** Excerpted data follows **
use std::sync::Arc;

use chrono::{DateTime, Duration, Utc};
use crates::domain::{
    repositories::profiles::ProfileRepository,
    value_objects::{
        enums::features::Feature,
        profiles::{
            PRICE_IMAGE_MINOR, PRICE_VOICE_MINOR, PaymentInstructionsDto, ProfileDto,
            SUBSCRIPTION_DAYS,
        },
    },
};
use thiserror::Error;
use tracing::{error, info, warn};

use crate::config::config_model::PaymentAccount;

#[derive(Debug, Error)]
pub enum PaymentError {
    #[error("profile not found")]
    ProfileNotFound,
    #[error("a payment reference is required")]
    MissingReference,
    #[error("payments apply to the voice or image feature only")]
    UnsupportedFeature,
    #[error(transparent)]
    Internal(#[from] anyhow::Error),
}

impl PaymentError {
    pub fn status_code(&self) -> axum::http::StatusCode {
        use axum::http::StatusCode;
        match self {
            PaymentError::ProfileNotFound => StatusCode::NOT_FOUND,
            PaymentError::MissingReference | PaymentError::UnsupportedFeature => {
                StatusCode::BAD_REQUEST
            }
            PaymentError::Internal(_) => StatusCode::INTERNAL_SERVER_ERROR,
        }
    }
}

/// Manual bank-transfer workflow: a denied user submits a transfer
/// reference, a human matches it against the account statement, and an
/// admin approval opens a 30-day premium window. There is no reject
/// transition; an unmatched reference just stays pending.
pub struct PaymentUseCase<P>
where
    P: ProfileRepository + Send + Sync + 'static,
{
    profile_repository: Arc<P>,
    payment_account: PaymentAccount,
}

impl<P> PaymentUseCase<P>
where
    P: ProfileRepository + Send + Sync + 'static,
{
    pub fn new(profile_repository: Arc<P>, payment_account: PaymentAccount) -> Self {
        Self {
            profile_repository,
            payment_account,
        }
    }

    /// User-side half of the workflow: store the reference and move the
    /// profile to `pending`. Resubmission overwrites a previous reference,
    /// whatever the current status — approval after a lapse re-enters here.
    pub async fn submit_reference(
        &self,
        email: &str,
        reference: &str,
    ) -> Result<(), PaymentError> {
        let reference = reference.trim();
        if reference.is_empty() {
            let err = PaymentError::MissingReference;
            warn!(
                email,
                status = err.status_code().as_u16(),
                "payments: empty reference submitted"
            );
            return Err(err);
        }

        self.profile_repository
            .find_by_email(email)
            .await
            .map_err(|err| {
                error!(email, db_error = ?err, "payments: failed to load profile");
                PaymentError::Internal(err)
            })?
            .ok_or(PaymentError::ProfileNotFound)?;

        self.profile_repository
            .set_payment_pending(email, reference)
            .await
            .map_err(|err| {
                error!(email, db_error = ?err, "payments: failed to persist pending payment");
                PaymentError::Internal(err)
            })?;

        info!(email, "payments: reference submitted, awaiting review");
        Ok(())
    }

    /// Admin-side half: approve one email for one feature. Only the named
    /// feature's expiry moves; video is unlocked implicitly through voice.
    pub async fn approve(
        &self,
        email: &str,
        feature: Feature,
    ) -> Result<DateTime<Utc>, PaymentError> {
        if feature == Feature::Video {
            let err = PaymentError::UnsupportedFeature;
            warn!(
                email,
                status = err.status_code().as_u16(),
                "payments: video cannot be approved directly"
            );
            return Err(err);
        }

        self.profile_repository
            .find_by_email(email)
            .await
            .map_err(|err| {
                error!(email, db_error = ?err, "payments: failed to load profile for approval");
                PaymentError::Internal(err)
            })?
            .ok_or(PaymentError::ProfileNotFound)?;

        let expires_at = Utc::now() + Duration::days(SUBSCRIPTION_DAYS);

        self.profile_repository
            .approve_feature(email, feature, expires_at)
            .await
            .map_err(|err| {
                error!(email, feature = %feature, db_error = ?err, "payments: failed to persist approval");
                PaymentError::Internal(err)
            })?;

        info!(
            email,
            feature = %feature,
            expires_at = %expires_at,
            "payments: approved"
        );

        Ok(expires_at)
    }

    pub fn instructions(&self, feature: Feature) -> Result<PaymentInstructionsDto, PaymentError> {
        let price_minor = match feature {
            Feature::Voice => PRICE_VOICE_MINOR,
            Feature::Image => PRICE_IMAGE_MINOR,
            // Video is sold as the voice subscription.
            Feature::Video => return self.instructions(Feature::Voice),
        };

        Ok(PaymentInstructionsDto {
            feature,
            price_minor,
            wallet_number: self.payment_account.wallet_number.clone(),
            wallet_name: self.payment_account.wallet_name.clone(),
        })
    }

    /// Every profile, newest first, for the admin review screen.
    pub async fn list_profiles(&self) -> Result<Vec<ProfileDto>, PaymentError> {
        let profiles = self.profile_repository.list_all().await.map_err(|err| {
            error!(db_error = ?err, "payments: failed to list profiles");
            PaymentError::Internal(err)
        })?;

        Ok(profiles.into_iter().map(ProfileDto::from).collect())
    }
}

#[cfg(test)]
mod tests {
    use super::*;
    use crates::domain::entities::profiles::ProfileEntity;
    use crates::domain::repositories::profiles::MockProfileRepository;

    fn account() -> PaymentAccount {
        PaymentAccount {
            wallet_number: "0800-000-0000".to_string(),
            wallet_name: "VOXGEN OPERATIONS".to_string(),
        }
    }

    fn entity(email: &str, payment_status: &str) -> ProfileEntity {
        ProfileEntity {
            email: email.to_string(),
            char_count: 0,
            image_count: 0,
            voice_premium_expiry: None,
            image_premium_expiry: None,
            payment_status: payment_status.to_string(),
            last_payment_ref: None,
            created_at: Utc::now(),
        }
    }

    #[tokio::test]
    async fn submitting_a_reference_moves_the_profile_to_pending() {
        let mut repo = MockProfileRepository::new();

        repo.expect_find_by_email()
            .returning(|email| Ok(Some(entity(email, "none"))));
        repo.expect_set_payment_pending()
            .withf(|email, reference| email == "user@example.com" && reference == "BUDI SANTOSO")
            .times(1)
            .returning(|_, _| Ok(()));

        let usecase = PaymentUseCase::new(Arc::new(repo), account());
        usecase
            .submit_reference("user@example.com", "  BUDI SANTOSO  ")
            .await
            .unwrap();
    }

    #[tokio::test]
    async fn resubmission_after_approval_is_allowed() {
        let mut repo = MockProfileRepository::new();

        repo.expect_find_by_email()
            .returning(|email| Ok(Some(entity(email, "approved"))));
        repo.expect_set_payment_pending()
            .times(1)
            .returning(|_, _| Ok(()));

        let usecase = PaymentUseCase::new(Arc::new(repo), account());
        usecase
            .submit_reference("user@example.com", "SECOND TRANSFER")
            .await
            .unwrap();
    }

    #[tokio::test]
    async fn empty_reference_is_rejected() {
        let mut repo = MockProfileRepository::new();
        repo.expect_set_payment_pending().times(0);

        let usecase = PaymentUseCase::new(Arc::new(repo), account());
        let result = usecase.submit_reference("user@example.com", "   ").await;

        assert!(matches!(result, Err(PaymentError::MissingReference)));
    }

    #[tokio::test]
    async fn approving_voice_stamps_a_thirty_day_window() {
        let mut repo = MockProfileRepository::new();

        repo.expect_find_by_email()
            .returning(|email| Ok(Some(entity(email, "pending"))));
        repo.expect_approve_feature()
            .withf(|email, feature, expires_at| {
                let days = (*expires_at - Utc::now()).num_days();
                email == "user@example.com"
                    && *feature == Feature::Voice
                    && (29..=30).contains(&days)
            })
            .times(1)
            .returning(|_, _, _| Ok(()));

        let usecase = PaymentUseCase::new(Arc::new(repo), account());
        let expires_at = usecase
            .approve("user@example.com", Feature::Voice)
            .await
            .unwrap();

        let days = (expires_at - Utc::now()).num_days();
        assert!((29..=30).contains(&days));
    }

    #[tokio::test]
    async fn approving_image_never_touches_voice() {
        let mut repo = MockProfileRepository::new();

        repo.expect_find_by_email()
            .returning(|email| Ok(Some(entity(email, "pending"))));
        repo.expect_approve_feature()
            .withf(|_, feature, _| *feature == Feature::Image)
            .times(1)
            .returning(|_, _, _| Ok(()));

        let usecase = PaymentUseCase::new(Arc::new(repo), account());
        usecase
            .approve("user@example.com", Feature::Image)
            .await
            .unwrap();
    }

    #[tokio::test]
    async fn video_cannot_be_approved_directly() {
        let mut repo = MockProfileRepository::new();
        repo.expect_approve_feature().times(0);

        let usecase = PaymentUseCase::new(Arc::new(repo), account());
        let result = usecase.approve("user@example.com", Feature::Video).await;

        assert!(matches!(result, Err(PaymentError::UnsupportedFeature)));
    }

    #[tokio::test]
    async fn approving_an_unknown_profile_is_not_found() {
        let mut repo = MockProfileRepository::new();
        repo.expect_find_by_email().returning(|_| Ok(None));
        repo.expect_approve_feature().times(0);

        let usecase = PaymentUseCase::new(Arc::new(repo), account());
        let result = usecase.approve("ghost@example.com", Feature::Voice).await;

        assert!(matches!(result, Err(PaymentError::ProfileNotFound)));
    }

    #[test]
    fn video_instructions_resolve_to_the_voice_subscription() {
        let repo = MockProfileRepository::new();
        let usecase = PaymentUseCase::new(Arc::new(repo), account());

        let instructions = usecase.instructions(Feature::Video).unwrap();
        assert_eq!(instructions.feature, Feature::Voice);
        assert_eq!(instructions.price_minor, PRICE_VOICE_MINOR);

        let image = usecase.instructions(Feature::Image).unwrap();
        assert_eq!(image.price_minor, PRICE_IMAGE_MINOR);
    }
}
** End of Excerpted data **
> [Activity]
In the preceding material, find each line holding the word "load" and copy it out.

> [Written response]
                error!(email, db_error = ?err, "payments: failed to load profile");
                error!(email, db_error = ?err, "payments: failed to load profile for approval");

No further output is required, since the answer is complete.